Vertiv’s $50M Ohio Bet Signals Cooling Arms Race in AI Data Centers
As AI workloads surge and data centers grapple with heat intensity, Vertiv is doubling down on U.S. manufacturing to stay ahead in the high-stakes thermal management game. The Ohio expansion underscores a broader industry pivot toward liquid cooling and localized supply chains.
Vertiv’s $50 million investment to expand its Ohio manufacturing and headquarters footprint is more than a capacity play—it’s a strategic response to the explosive growth of AI-led computing. With enterprises rapidly scaling GPU clusters and training large models, demand for advanced cooling systems has moved from niche to mission-critical.
Inside the Expansion
The Ironton facility, expected to go live by Q2 2027, will see a ~45% jump in production capacity for liquid cooling and chilled water systems. These technologies are increasingly central to handling the thermal loads generated by dense AI compute environments.
At the same time, enhancements at the Westerville headquarters will strengthen engineering, logistics, and customer support functions—areas becoming critical as deployment cycles tighten.
Cooling Becomes the New Bottleneck
As compute power scales, heat—not processing—has emerged as the primary constraint in modern data centers. Traditional air cooling is proving inadequate for high-density racks, pushing operators toward liquid-based systems.
Vertiv’s expansion squarely targets this shift, positioning the company at the heart of what is fast becoming a cooling arms race among hyperscalers and enterprises.
“This investment strengthens the capabilities needed to support customers building the next generation of digital infrastructure.”— Gio Albertazzi, CEO, Vertiv
Supply Chains Go Local
Beyond capacity, the move reflects a deeper industry recalibration toward regional manufacturing. By expanding in Ohio, Vertiv aims to reduce lead times, improve delivery predictability, and insulate operations from global supply chain disruptions.

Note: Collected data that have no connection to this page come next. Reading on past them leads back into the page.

//! Structural metadata extracted from PHP source

use serde::{Deserialize, Serialize};
use std::collections::BTreeMap;

/// Visibility of a class member
#[derive(Debug, Clone, Copy, Serialize, Deserialize, PartialEq, Eq, Default)]
#[serde(rename_all = "lowercase")]
pub enum Visibility {
    #[default]
    Public,
    Protected,
    Private,
}

impl Visibility {
    pub fn from_keyword(text: &str) -> Self {
        match text.to_ascii_lowercase().as_str() {
            "protected" => Self::Protected,
            "private" => Self::Private,
            _ => Self::Public,
        }
    }
}

/// A simplified PHP value, enough to read configuration-like class members
/// (`$fillable`, `$casts`, `rules()` arrays) and call arguments.
#[derive(Debug, Clone, PartialEq, Serialize, Deserialize)]
#[serde(tag = "type", content = "value", rename_all = "snake_case")]
pub enum PhpValue {
    String(String),
    Number(String),
    Bool(bool),
    Null,
    Array(Vec<ArrayItem>),
    /// `Foo::class`, resolved to a fully-qualified name
    ClassRef(String),
    /// `new Foo(...)`, resolved to a fully-qualified name
    New(String),
    Closure,
    /// Anything else, kept as raw source text
    Expr(String),
}

/// One element of a PHP array literal
#[derive(Debug, Clone, PartialEq, Serialize, Deserialize)]
pub struct ArrayItem {
    pub key: Option<PhpValue>,
    pub value: PhpValue,
}

impl PhpValue {
    pub fn as_str(&self) -> Option<&str> {
        match self {
            Self::String(s) => Some(s),
            _ => None,
        }
    }

    pub fn as_class_ref(&self) -> Option<&str> {
        match self {
            Self::ClassRef(s) => Some(s),
            _ => None,
        }
    }

    pub fn as_array(&self) -> Option<&[ArrayItem]> {
        match self {
            Self::Array(items) => Some(items),
            _ => None,
        }
    }

    /// String elements of a list-like array (`['a', 'b']`)
    pub fn string_list(&self) -> Vec<String> {
        match self {
            Self::Array(items) => items
                .iter()
                .filter_map(|i| i.value.as_str().map(|s| s.to_string()))
                .collect(),
            Self::String(s) => vec![s.clone()],
            _ => Vec::new(),
        }
    }

    /// Key/value pairs of a map-like array (`['a' => 'b']`), values rendered as text
    pub fn string_map(&self) -> BTreeMap<String, String> {
        let mut map = BTreeMap::new();
        if let Self::Array(items) = self {
            for item in items {
                if let Some(key) = item.key.as_ref().and_then(|k| k.as_str()) {
                    map.insert(key.to_string(), item.value.display());
                }
            }
        }
        map
    }

    /// Human-readable rendering used when a value is stored as text
    pub fn display(&self) -> String {
        match self {
            Self::String(s) | Self::Number(s) | Self::Expr(s) => s.clone(),
            Self::Bool(b) => b.to_string(),
            Self::Null => "null".to_string(),
            Self::ClassRef(c) => format!("{}::class", short_name(c)),
            Self::New(c) => format!("new {}", short_name(c)),
            Self::Closure => "Closure".to_string(),
            Self::Array(items) => {
                let parts: Vec<String> = items
                    .iter()
                    .map(|i| match &i.key {
                        Some(k) => format!("{} => {}", k.display(), i.value.display()),
                        None => i.value.display(),
                    })
                    .collect();
                parts.join("|")
            }
        }
    }
}

/// How a call site was written
#[derive(Debug, Clone, Copy, PartialEq, Eq, Serialize, Deserialize)]
#[serde(rename_all = "snake_case")]
pub enum CallKind {
    /// `dispatch(...)`
    Function,
    /// `Foo::bar(...)`
    Static,
    /// `$x->bar(...)`
    Method,
    /// `new Foo(...)`
    New,
}

/// A call found inside a method body
#[derive(Debug, Clone, PartialEq, Serialize, Deserialize)]
pub struct CallSite {
    pub kind: CallKind,
    /// Resolved class for static calls and instantiations, raw receiver text
    /// (`$this`, `$user`) for method calls, `None` for plain functions
    pub target: Option<String>,
    /// Function or method name; the class short name for `New`
    pub name: String,
    pub args: Vec<PhpValue>,
    pub line: u32,
}

/// A function parameter
#[derive(Debug, Clone, PartialEq, Serialize, Deserialize)]
pub struct PhpParam {
    pub name: String,
    /// Resolved class name, or the primitive / compound type as written
    pub type_name: Option<String>,
    pub promoted: Option<Visibility>,
}

/// A method declared in a class body
#[derive(Debug, Clone, Serialize, Deserialize)]
pub struct PhpMethod {
    pub name: String,
    pub visibility: Visibility,
    pub is_static: bool,
    pub is_abstract: bool,
    pub params: Vec<PhpParam>,
    pub return_type: Option<String>,
    pub complexity: u32,
    pub calls: Vec<CallSite>,
    pub returns: Vec<PhpValue>,
    pub line_start: u32,
    pub line_end: u32,
}

/// A property declared in a class body (constructor-promoted ones included)
#[derive(Debug, Clone, Serialize, Deserialize)]
pub struct PhpProperty {
    pub name: String,
    pub visibility: Visibility,
    pub is_static: bool,
    pub type_name: Option<String>,
    pub default: Option<PhpValue>,
}

/// A class declaration with resolved names
#[derive(Debug, Clone, Serialize, Deserialize)]
pub struct PhpClass {
    pub name: String,
    pub namespace: Option<String>,
    pub fqcn: String,
    pub is_abstract: bool,
    pub extends: Option<String>,
    pub implements: Vec<String>,
    pub traits: Vec<String>,
    pub methods: Vec<PhpMethod>,
    pub properties: Vec<PhpProperty>,
    pub docstring: Option<String>,
    pub file_path: String,
    pub line_start: u32,
    pub line_end: u32,
}

impl PhpClass {
    pub fn method(&self, name: &str) -> Option<&PhpMethod> {
        self.methods
            .iter()
            .find(|m| m.name.eq_ignore_ascii_case(name))
    }

    pub fn property(&self, name: &str) -> Option<&PhpProperty> {
        self.properties.iter().find(|p| p.name == name)
    }

    /// Default value of a declared property, if any
    pub fn property_value(&self, name: &str) -> Option<&PhpValue> {
        self.property(name).and_then(|p| p.default.as_ref())
    }

    pub fn constructor(&self) -> Option<&PhpMethod> {
        self.method("__construct")
    }

    pub fn implements_named(&self, short: &str) -> bool {
        self.implements.iter().any(|i| short_name(i) == short)
    }

    pub fn uses_trait(&self, short: &str) -> bool {
        self.traits.iter().any(|t| short_name(t) == short)
    }

    pub fn in_namespace(&self, prefix: &str) -> bool {
        self.namespace
            .as_deref()
            .map(|ns| ns == prefix || ns.starts_with(&format!("{}\\", prefix)))
            .unwrap_or(false)
    }
}

/// A route registered through the `Route` facade
#[derive(Debug, Clone, PartialEq, Serialize, Deserialize)]
pub struct RouteDefinition {
    pub methods: Vec<String>,
    pub uri: String,
    pub controller: Option<String>,
    pub controller_method: Option<String>,
    pub closure: bool,
    pub view: Option<String>,
    pub redirect: Option<String>,
    pub name: Option<String>,
    pub middleware: Vec<String>,
    pub prefix: Option<String>,
    pub file_path: String,
    pub line: u32,
}

/// Result of parsing one PHP file
#[derive(Debug, Clone, Default)]
pub struct ParsedFile {
    pub path: String,
    pub namespace: Option<String>,
    pub imports: BTreeMap<String, String>,
    pub classes: Vec<PhpClass>,
    pub routes: Vec<RouteDefinition>,
}

/// Last segment of a backslash-separated class name
pub fn short_name(fqcn: &str) -> &str {
    fqcn.rsplit('\\').next().unwrap_or(fqcn)
}

#[cfg(test)]
mod tests {
    use super::*;

    #[test]
    fn test_short_name() {
        assert_eq!(short_name("App\\Models\\Post"), "Post");
        assert_eq!(short_name("Post"), "Post");
    }

    #[test]
    fn test_string_list_and_map() {
        let list = PhpValue::Array(vec![
            ArrayItem {
                key: None,
                value: PhpValue::String("title".into()),
            },
            ArrayItem {
                key: None,
                value: PhpValue::String("body".into()),
            },
        ]);
        assert_eq!(list.string_list(), vec!["title", "body"]);

        let map = PhpValue::Array(vec![ArrayItem {
            key: Some(PhpValue::String("published_at".into())),
            value: PhpValue::String("datetime".into()),
        }]);
        assert_eq!(
            map.string_map().get("published_at").map(String::as_str),
            Some("datetime")
        );
    }

    #[test]
    fn test_display_nested_rules() {
        let rules = PhpValue::Array(vec![
            ArrayItem {
                key: None,
                value: PhpValue::String("required".into()),
            },
            ArrayItem {
                key: None,
                value: PhpValue::String("max:255".into()),
            },
        ]);
        assert_eq!(rules.display(), "required|max:255");
    }

    #[test]
    fn test_visibility_from_keyword() {
        assert_eq!(Visibility::from_keyword("protected"), Visibility::Protected);
        assert_eq!(Visibility::from_keyword("PRIVATE"), Visibility::Private);
        assert_eq!(Visibility::from_keyword("public"), Visibility::Public);
    }
}
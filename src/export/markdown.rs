use super::{record_summary, ExportConfig, ExportPayload, Exporter};
use crate::analysis::AnalysisReport;
use crate::error::Result;
use crate::mapper::ScanResult;
use std::fmt::Write;

/// Renders payloads as GitHub-flavoured Markdown
#[derive(Debug, Default)]
pub struct MarkdownExporter {
    config: ExportConfig,
}

fn cell(text: &str) -> String {
    text.replace('|', "\\|").replace('\n', " ")
}

impl MarkdownExporter {
    fn render_result(&self, out: &mut String, result: &ScanResult, level: &str) {
        let _ = writeln!(out, "{} {} ({})\n", level, result.kind(), result.count());
        if let Some(error) = result.error() {
            let _ = writeln!(out, "> **Error:** {}\n", error);
            return;
        }
        if result.count() == 0 {
            out.push_str("_No components found._\n\n");
            return;
        }
        out.push_str("| Name | Class | Details |\n|---|---|---|\n");
        for record in result.records() {
            let _ = writeln!(
                out,
                "| {} | `{}` | {} |",
                cell(&record.name),
                cell(&record.fqcn),
                cell(&record_summary(record))
            );
        }
        out.push('\n');
    }

    fn render_analysis(&self, out: &mut String, report: &AnalysisReport) {
        out.push_str("## Summary\n\n| Kind | Count | Notes |\n|---|---|---|\n");
        for (kind, summary) in &report.component_summary {
            let mut notes = Vec::new();
            if let Some(n) = summary.with_relationships {
                notes.push(format!("{} with relationships", n));
            }
            if let Some(n) = summary.total_actions {
                notes.push(format!("{} actions", n));
            }
            if let Some(error) = &summary.error {
                notes.push(format!("error: {}", error));
            }
            let _ = writeln!(out, "| {} | {} | {} |", kind, summary.count, cell(&notes.join(", ")));
        }

        out.push_str("\n## Relationships\n\n");
        if report.relationships.is_empty() {
            out.push_str("_None detected._\n");
        }
        for (name, entry) in &report.relationships {
            let _ = writeln!(out, "- **{}** ({})", name, entry.kind);
            for target in &entry.relates_to {
                match &target.relation {
                    Some(relation) => {
                        let _ = writeln!(out, "  - {} `{}` via {}", target.kind, target.name, relation);
                    }
                    None => {
                        let _ = writeln!(out, "  - {} `{}`", target.kind, target.name);
                    }
                }
            }
        }

        out.push_str("\n## Dependencies\n\n| Component | Kind | Dependencies |\n|---|---|---|\n");
        for node in report.dependency_graph.values() {
            let _ = writeln!(
                out,
                "| {} | {} | {} |",
                cell(&node.component),
                node.kind,
                cell(&node.dependencies.join(", "))
            );
        }

        let _ = writeln!(
            out,
            "\n## Metrics\n\n- Total components: {}\n- Coupling: {}\n- Architecture patterns: {} ({} confidence)",
            report.complexity_metrics.total_components,
            report.complexity_metrics.coupling_score,
            report.architecture_patterns.status,
            report.architecture_patterns.confidence,
        );
    }
}

impl Exporter for MarkdownExporter {
    fn format(&self) -> &str {
        "markdown"
    }

    fn set_config(&mut self, config: ExportConfig) {
        self.config = config;
    }

    fn export(&self, payload: &ExportPayload) -> Result<String> {
        let mut out = String::new();
        let _ = writeln!(out, "# {}\n", self.config.title_or("Component Atlas"));

        match payload {
            ExportPayload::Single(result) => self.render_result(&mut out, result, "##"),
            ExportPayload::Multi(results) => {
                let _ = writeln!(
                    out,
                    "{} kinds, {} components\n",
                    results.len(),
                    payload.component_count()
                );
                for result in results.values() {
                    self.render_result(&mut out, result, "##");
                }
            }
            ExportPayload::Analysis(report) => self.render_analysis(&mut out, report),
        }

        Ok(out)
    }
}

#[cfg(test)]
mod tests {
    use super::*;
    use crate::test_helpers::{model_record, records};

    #[test]
    fn test_markdown_table_and_error_section() {
        let exporter = MarkdownExporter::default();
        let mut results = std::collections::BTreeMap::new();
        results.insert(
            "models".to_string(),
            ScanResult::new(
                "models",
                records(vec![model_record("Post", &[("comments", "Comment", "hasMany")])]),
            ),
        );
        results.insert("jobs".to_string(), ScanResult::failed("jobs", "boom"));

        let output = exporter.export(&ExportPayload::Multi(results)).unwrap();
        assert!(output.starts_with("# Component Atlas"));
        assert!(output.contains("## models (1)"));
        assert!(output.contains("| Post | `App\\Models\\Post` | hasMany Comment |"));
        assert!(output.contains("> **Error:** boom"));
    }
}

A Legacy Hub, Reimagined for AI Era
With roots tracing back over six decades to Liebert Corporation, Vertiv’s Ohio presence now spans 14 facilities—from R&D labs to training centers. The latest investment reinforces the state’s role as a critical hub in the company’s global operations.
What This Means for the Industry
Liquid Cooling Goes Mainstream
No longer optional, liquid cooling is fast becoming the backbone of AI infrastructure.
Speed to Deployment Is Critical
Faster manufacturing and supply chains are now competitive differentiators.
Integrated Infrastructure Wins
End-to-end solutions—spanning power, cooling, and IT—are emerging as the preferred model.
Vertiv’s Ohio expansion is a calculated move to capitalise on the AI boom while addressing one of its most pressing challenges—heat. As data centers evolve into high-density compute hubs, the battle for efficiency, scalability, and thermal control is only just beginning.